Securing Secure Desktops
Follow security best practices to secure Oracle Cloud Infrastructure Secure Desktops.
Security Responsibilities
To use Secure Desktops securely, learn about your security and compliance responsibilities.
In general, Oracle provides security of cloud infrastructure and operations, such as cloud operator access controls and infrastructure security patching. You are responsible for securely configuring your cloud resources. Security in the cloud is a shared responsibility between you and Oracle.
Oracle is responsible for the following security requirements:
- Physical Security: Oracle is responsible for protecting the global infrastructure that runs all services offered in Oracle Cloud Infrastructure. This infrastructure consists of the hardware, software, networking, and facilities that run Oracle Cloud Infrastructure services.
Your security responsibilities are described on this page, which include the following areas:
- Desktop maintenance: You are responsible for maintaining the desktops, including the contents of the image (firewalls, anti-virus, applications, and so on), the networking that desktops use (to access corporate networks, the internet, and so on), access policies and compartments, storage, as well as patching images and desktops.
- Access Control: You are responsible for giving users only the access necessary to perform their work.
- Encryption and Confidentiality: You are responsible for the use of encryption keys and secrets to protect your data and connect to secured resources.
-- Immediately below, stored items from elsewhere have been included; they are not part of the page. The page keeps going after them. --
//! Capability Discovery
//!
//! Inventories of executors, skills and commands gathered from pluggable
//! providers and cached per source with a TTL.

pub mod source;
pub mod cache;

pub use source::*;
pub use cache::*;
Rotate these keys regularly.
- Patching: You are responsible for keeping software up to date with the latest security patches to prevent vulnerabilities.
Initial Security Tasks
Use the following checklist to identify the tasks you must perform to secure the Secure Desktops service in a new Oracle Cloud Infrastructure tenancy.
- Use IAM policies to grant access to resources. See IAM Policies.
- Configure the Virtual Cloud Network (VCN). See Network Security.
- Configure compartments and groups to control access to desktops. See Access Control.
Routine Security Tasks
After getting started with Secure Desktops, use the following checklist to identify security tasks that we recommend you perform regularly.
- Maintain the desktop. See Desktop Maintenance.
- Apply the latest security patches. See Patching.
- Determine user access to their virtual desktop. See Access Control.
- Set a backup policy for each desktop pool. See Data Durability.
Desktop Maintenance
You are responsible for maintaining the desktops, including:
- Desktop image - You are responsible for the contents of the desktop image. You should install firewalls, anti-virus software, and other security applications as needed. Only install trusted and necessary applications. Update the image regularly with operating system and software updates. See Patching.
- Networking - You are responsible for limiting network access to corporate networks and the internet as required by your organization's best practices. This includes securing subnets that the desktops reside on. See Network Security.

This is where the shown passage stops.